Citi Bike: Where's the Downside?

I've been watching the roll-out of Citi Bike with interest.  I don't have an account myself (as my folding bike goes everywhere), but I've spoken to several people who are using the bikes, and I've been watching.

The bikes are heavy, I'm told, and the solar-powered docking stations can be a bit glitchy.  But in just ten days, 32,000 people have signed up for memberships, and local residents and visitors have ridden 270,000 miles during 100,000 trips using the bikes.  Casual observation bears that out -- every time I go out of my Lower East Side Apartment, I see several of them.  And in just ten days, the people using them seem to be getting more accustomed to the bikes, riding faster and with more confidence and better predictability.
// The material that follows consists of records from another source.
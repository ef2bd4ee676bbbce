use axum::{body::Bytes, extract::State, http::HeaderMap, http::StatusCode, Json};

use crate::api::{
    auth::ensure_webhook_authorized,
    state::AppState,
    types::reject,
};
use crate::commission::{IngestReceipt, PositionClosedPayload};

/// POST /webhooks/position-closed
pub async fn position_closed(
    State(state): State<AppState>,
    headers: HeaderMap,
    body: Bytes,
) -> std::result::Result<(StatusCode, Json<IngestReceipt>), (StatusCode, String)> {
    ensure_webhook_authorized(&headers, &state.tokens)?;

    let payload: PositionClosedPayload = serde_json::from_slice(&body)
        .map_err(|e| (StatusCode::BAD_REQUEST, format!("invalid JSON body: {e}")))?;

    let receipt = state.commission.ingest(payload).await.map_err(reject)?;
    Ok((StatusCode::CREATED, Json(receipt)))
}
I have to say I'm baffled by the naysayers.

Some owners of bike shops are worried about the effects of the program on rentals, though others say they've already seen an increase in bike-related sales, and research from other cities suggests a short-term dip for bike shops followed by long-term increase in business.  People who have tried to use Citi Bikes for all-day trips have discovered it doesn't really work -- so those who want to spend a day touring are still likely to rent bikes the conventional way.

Drivers are protesting because some of the Citi Bike stations take up parking spots, and because bike lanes occasionally replace driving lanes.  But in fact every time someone bikes to work instead of driving a car or taking a cab, drivers benefit: more parking spaces free up and there's one less car on the road in front of them.  The inveterate drivers should be happy every time someone else decides to give up on a trip in the car.

People are complaining the bikes and the docking stations are a visual blight on their neighborhoods.  Hmmm... because parked cars are so much better looking?

Despite the crazy amounts of publicity every time a biker collides with a pedestrian, in fact the presence of bikes and bike lanes on city streets calms traffic and makes the streets safer for people on foot.  A 2011 study found that around 500 pedestrians a year in NYC are treated in hospitals after collisions with bicyclists.  On the other hand, 15,000 pedestrians and cyclists were injured in collisions with cars last year, and more than 150 died as a result.

I can't find statistics on how many pedestrians are killed in collisions with bikes; all I can find is reference to one death in 2009. That's one death too many: I don't want to trivialize it. But it's a drop in the bucket compared to the number of people killed in collisions with cars.

Drivers, like everyone else, will breathe cleaner air, suffer fewer heart attacks and respiratory diseases, if there's a significant transition from driving to bicycling.  And since regular exercise also prevents and mitigates a myriad of health problems, health care spending will also go down.